## Exercise prompt
Keeping every line intact, repeat the data word for word.

## The data

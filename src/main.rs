// src/main.rs

use std::net::SocketAddr;
use std::sync::Arc;
use std::time::Duration;

use chrono::Utc;
use dotenvy::dotenv;
use sqlx::postgres::PgPoolOptions;
use stagewise::config::Config;
use stagewise::models::user::{User, UserRole};
use stagewise::routes;
use stagewise::state::AppState;
use stagewise::store::{DynStore, PgStore};
use stagewise::utils::hash::hash_password;
use tracing_subscriber::{EnvFilter, fmt, layer::SubscriberExt, util::SubscriberInitExt};
use uuid::Uuid;

#[tokio::main]
async fn main() {
    // Load .env file (if present)
    dotenv().ok();

    // Load configuration from environment
    let config = Config::from_env();

    let file_appender = tracing_appender::rolling::daily("logs", "stagewise.log");
    let (non_blocking, _guard) = tracing_appender::non_blocking(file_appender);
    let env_filter = EnvFilter::new(&config.rust_log);
    let stdout_layer = fmt::layer().with_writer(std::io::stdout).with_target(false);
    let file_layer = fmt::layer().with_writer(non_blocking).with_ansi(false);

    // Initialize Tracing (Logging)
    tracing_subscriber::registry()
        .with(env_filter)
        .with(stdout_layer)
        .with(file_layer)
        .init();

    // Initialize Database Pool with Retry
    let mut retry_count = 0;
    let pool = loop {
        match PgPoolOptions::new()
            .max_connections(5)
            .acquire_timeout(Duration::from_secs(3))
            .connect(&config.database_url)
            .await
        {
            Ok(pool) => break pool,
            Err(e) => {
                retry_count += 1;
                if retry_count > 5 {
                    panic!("Failed to connect to database after 5 retries: {}", e);
                }
                tracing::warn!("Database not ready, retrying in 2s... (Attempt {})", retry_count);
                tokio::time::sleep(Duration::from_secs(2)).await;
            }
        }
    };

    tracing::info!("Database connected...");

    // Run Migrations Automatically
    tracing::info!("Running migrations...");
    sqlx::migrate!("./migrations")
        .run(&pool)
        .await
        .expect("Failed to run database migrations");
    tracing::info!("Migrations applied successfully.");

    let store: DynStore = Arc::new(PgStore::new(pool));
    tracing::info!("Using {} store", store.backend_tag());

    // Seed Admin User
    if let Err(e) = seed_admin_user(&store, &config).await {
        tracing::error!("Failed to seed admin user: {:?}", e);
    }

    let state = AppState {
        store,
        config: config.clone(),
    };

    let app = routes::create_router(state);

    let addr = SocketAddr::from(([0, 0, 0, 0], config.port));
    tracing::info!("Listening on {}", addr);

    let listener = tokio::net::TcpListener::bind(addr)
        .await
        .expect("Failed to bind listening address");

    axum::serve(listener, app)
        .with_graceful_shutdown(shutdown_signal())
        .await
        .expect("Server error");
}

async fn seed_admin_user(store: &DynStore, config: &Config) -> Result<(), Box<dyn std::error::Error>> {
    if let (Some(email), Some(password)) = (&config.admin_email, &config.admin_password) {
        if store.find_user_by_email(email).await?.is_none() {
            tracing::info!("Seeding admin user: {}", email);
            let now = Utc::now();
            store
                .create_user(User {
                    id: Uuid::new_v4(),
                    email: email.trim().to_lowercase(),
                    name: "Administrator".to_string(),
                    password: hash_password(password)?,
                    role: UserRole::Admin,
                    school_id: None,
                    class_ids: Vec::new(),
                    avatar: None,
                    created_at: now,
                    updated_at: now,
                })
                .await?;
            tracing::info!("Admin user created successfully.");
        }
    }
    Ok(())
}

async fn shutdown_signal() {
    if let Err(e) = tokio::signal::ctrl_c().await {
        tracing::error!("Failed to listen for shutdown signal: {}", e);
        return;
    }
    tracing::info!("Shutdown signal received");
}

## Exercise solution
filename src/main.rs
// src/main.rs

use std::net::SocketAddr;
use std::sync::Arc;
use std::time::Duration;

use chrono::Utc;
use dotenvy::dotenv;
use sqlx::postgres::PgPoolOptions;
use stagewise::config::Config;
use stagewise::models::user::{User, UserRole};
use stagewise::routes;
use stagewise::state::AppState;
use stagewise::store::{DynStore, PgStore};
use stagewise::utils::hash::hash_password;
use tracing_subscriber::{EnvFilter, fmt, layer::SubscriberExt, util::SubscriberInitExt};
use uuid::Uuid;

#[tokio::main]
async fn main() {
    // Load .env file (if present)
    dotenv().ok();

    // Load configuration from environment
    let config = Config::from_env();

    let file_appender = tracing_appender::rolling::daily("logs", "stagewise.log");
    let (non_blocking, _guard) = tracing_appender::non_blocking(file_appender);
    let env_filter = EnvFilter::new(&config.rust_log);
    let stdout_layer = fmt::layer().with_writer(std::io::stdout).with_target(false);
    let file_layer = fmt::layer().with_writer(non_blocking).with_ansi(false);

    // Initialize Tracing (Logging)
    tracing_subscriber::registry()
        .with(env_filter)
        .with(stdout_layer)
        .with(file_layer)
        .init();

    // Initialize Database Pool with Retry
    let mut retry_count = 0;
    let pool = loop {
        match PgPoolOptions::new()
            .max_connections(5)
            .acquire_timeout(Duration::from_secs(3))
            .connect(&config.database_url)
            .await
        {
            Ok(pool) => break pool,
            Err(e) => {
                retry_count += 1;
                if retry_count > 5 {
                    panic!("Failed to connect to database after 5 retries: {}", e);
                }
                tracing::warn!("Database not ready, retrying in 2s... (Attempt {})", retry_count);
                tokio::time::sleep(Duration::from_secs(2)).await;
            }
        }
    };

    tracing::info!("Database connected...");

    // Run Migrations Automatically
    tracing::info!("Running migrations...");
    sqlx::migrate!("./migrations")
        .run(&pool)
        .await
        .expect("Failed to run database migrations");
    tracing::info!("Migrations applied successfully.");

    let store: DynStore = Arc::new(PgStore::new(pool));
    tracing::info!("Using {} store", store.backend_tag());

    // Seed Admin User
    if let Err(e) = seed_admin_user(&store, &config).await {
        tracing::error!("Failed to seed admin user: {:?}", e);
    }

    let state = AppState {
        store,
        config: config.clone(),
    };

    let app = routes::create_router(state);

    let addr = SocketAddr::from(([0, 0, 0, 0], config.port));
    tracing::info!("Listening on {}", addr);

    let listener = tokio::net::TcpListener::bind(addr)
        .await
        .expect("Failed to bind listening address");

    axum::serve(listener, app)
        .with_graceful_shutdown(shutdown_signal())
        .await
        .expect("Server error");
}

async fn seed_admin_user(store: &DynStore, config: &Config) -> Result<(), Box<dyn std::error::Error>> {
    if let (Some(email), Some(password)) = (&config.admin_email, &config.admin_password) {
        if store.find_user_by_email(email).await?.is_none() {
            tracing::info!("Seeding admin user: {}", email);
            let now = Utc::now();
            store
                .create_user(User {
                    id: Uuid::new_v4(),
                    email: email.trim().to_lowercase(),
                    name: "Administrator".to_string(),
                    password: hash_password(password)?,
                    role: UserRole::Admin,
                    school_id: None,
                    class_ids: Vec::new(),
                    avatar: None,
                    created_at: now,
                    updated_at: now,
                })
                .await?;
            tracing::info!("Admin user created successfully.");
        }
    }
    Ok(())
}

async fn shutdown_signal() {
    if let Err(e) = tokio::signal::ctrl_c().await {
        tracing::error!("Failed to listen for shutdown signal: {}", e);
        return;
    }
    tracing::info!("Shutdown signal received");
}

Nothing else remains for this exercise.